The region received significant investment from the São Paulo Railway, which helped to build tram and electricity lines in the surrounding area. As a result, several industries began to establish themselves in the district. In the 1960s, the development of the region was boosted with the opening of the Lapa Market and the Ceasa (currently Ceagesp).

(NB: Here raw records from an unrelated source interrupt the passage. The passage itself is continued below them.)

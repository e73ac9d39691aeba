#![forbid(unsafe_code)]

//! Command-line argument parsing for the demo.
//!
//! Parses args manually (no external dependencies) to keep the binary lean.
//! Supports environment variable overrides via the `GLIFE_*` prefix.

use std::env;
use std::process;

const VERSION: &str = env!("CARGO_PKG_VERSION");

const HELP_TEXT: &str = "\
GlyphLife Demo: animate terminal text as Conway's Game of Life

USAGE:
    glife-demo [OPTIONS]

OPTIONS:
    --interval-ms=N      Milliseconds between generations (default: 125)
    --generations=N      Stop after N generations instead of running until
                         a key is pressed
    --panes=N            Number of animated panes, 1-8 (default: 2)
    --file=PATH          Seed panes from a text file instead of the
                         built-in banner
    --screensaver        Idle mode: animate after a quiet period, restore
                         on input, repeat until 'q'
    --idle-secs=N        Idle threshold for --screensaver (default: 10)
    --help, -h           Show this help message
    --version, -V        Show version

KEYS:
    any key              Stop the animation (restores the original text)
    q / Esc              Quit screensaver mode

ENVIRONMENT VARIABLES:
    GLIFE_INTERVAL_MS    Override --interval-ms
    GLIFE_GENERATIONS    Override --generations
    GLIFE_PANES          Override --panes
    GLIFE_IDLE_SECS      Override --idle-secs
    GLIFE_LOG            Tracing filter (logs go to stderr when set)
";

/// Parsed command-line options.
#[derive(Debug, Clone)]
pub struct Opts {
    pub interval_ms: u64,
    pub generations: Option<u64>,
    pub panes: usize,
    pub file: Option<String>,
    pub screensaver: bool,
    pub idle_secs: u64,
}

impl Default for Opts {
    fn default() -> Self {
        Self {
            interval_ms: 125,
            generations: None,
            panes: 2,
            file: None,
            screensaver: false,
            idle_secs: 10,
        }
    }
}

impl Opts {
    /// Parse process arguments, exiting on `--help`, `--version`, or a
    /// malformed option.
    pub fn parse() -> Self {
        let mut opts = Self::default();

        if let Some(v) = env_u64("GLIFE_INTERVAL_MS") {
            opts.interval_ms = v;
        }
        if let Some(v) = env_u64("GLIFE_GENERATIONS") {
            opts.generations = Some(v);
        }
        if let Some(v) = env_u64("GLIFE_PANES") {
            opts.panes = v as usize;
        }
        if let Some(v) = env_u64("GLIFE_IDLE_SECS") {
            opts.idle_secs = v;
        }

        for arg in env::args().skip(1) {
            match arg.as_str() {
                "--help" | "-h" => {
                    print!("{HELP_TEXT}");
                    process::exit(0);
                }
                "--version" | "-V" => {
                    println!("glife-demo {VERSION}");
                    process::exit(0);
                }
                "--screensaver" => opts.screensaver = true,
                _ => {
                    if let Some(v) = arg.strip_prefix("--interval-ms=") {
                        opts.interval_ms = parse_u64(&arg, v);
                    } else if let Some(v) = arg.strip_prefix("--generations=") {
                        opts.generations = Some(parse_u64(&arg, v));
                    } else if let Some(v) = arg.strip_prefix("--panes=") {
                        opts.panes = parse_u64(&arg, v) as usize;
                    } else if let Some(v) = arg.strip_prefix("--file=") {
                        opts.file = Some(v.to_owned());
                    } else if let Some(v) = arg.strip_prefix("--idle-secs=") {
                        opts.idle_secs = parse_u64(&arg, v);
                    } else {
                        eprintln!("unknown option: {arg}");
                        eprintln!("try --help");
                        process::exit(2);
                    }
                }
            }
        }

        opts.panes = opts.panes.clamp(1, 8);
        opts.interval_ms = opts.interval_ms.max(1);
        opts
    }
}

fn env_u64(name: &str) -> Option<u64> {
    env::var(name).ok().and_then(|v| v.parse().ok())
}

fn parse_u64(arg: &str, value: &str) -> u64 {
    value.parse().unwrap_or_else(|_| {
        eprintln!("invalid value in {arg}");
        process::exit(2);
    })
}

It has now become a well-established area of apartments for upper-middle-class residents, in addition to attracting advertising agencies, content producers, and photography and film studios. The district is served by metropolitan trains via lines 8–Diamante at Imperatriz Leopoldina Station and 9–Esmeralda at Ceasa Station.

As an attraction, the district is home to the Professor Dimas de Melo Pimenta Clock Museum, which houses more than 600 clocks of various models and from all over the world.

This district is also home to the Lapa Cemetery, opened in 1918 to house many people who died from the Spanish flu.

Vila Leopoldina hosted the first edition of the MITA Festival in 2022, held at the Spark Arena, set up inside the ARCA. The event featured attractions such as Gilberto Gil, Matuê, Marcelo D2, Two Door Cinema Club and headliners Gorillaz and Rüfüs du Sol.

An urban operation coordinated by the City of São Paulo is promoting a process of verticalization and densification of the district, originally occupied by industrial warehouses, with the aim of occupying the region and reducing urban degradation. The district has experienced an accelerated process of real estate expansion, with the construction of new and modern apartment buildings. As a result of this process, the region around Rua Carlos Weber has been called the "Nova Moema", a region that underwent a similar process in the 1970s.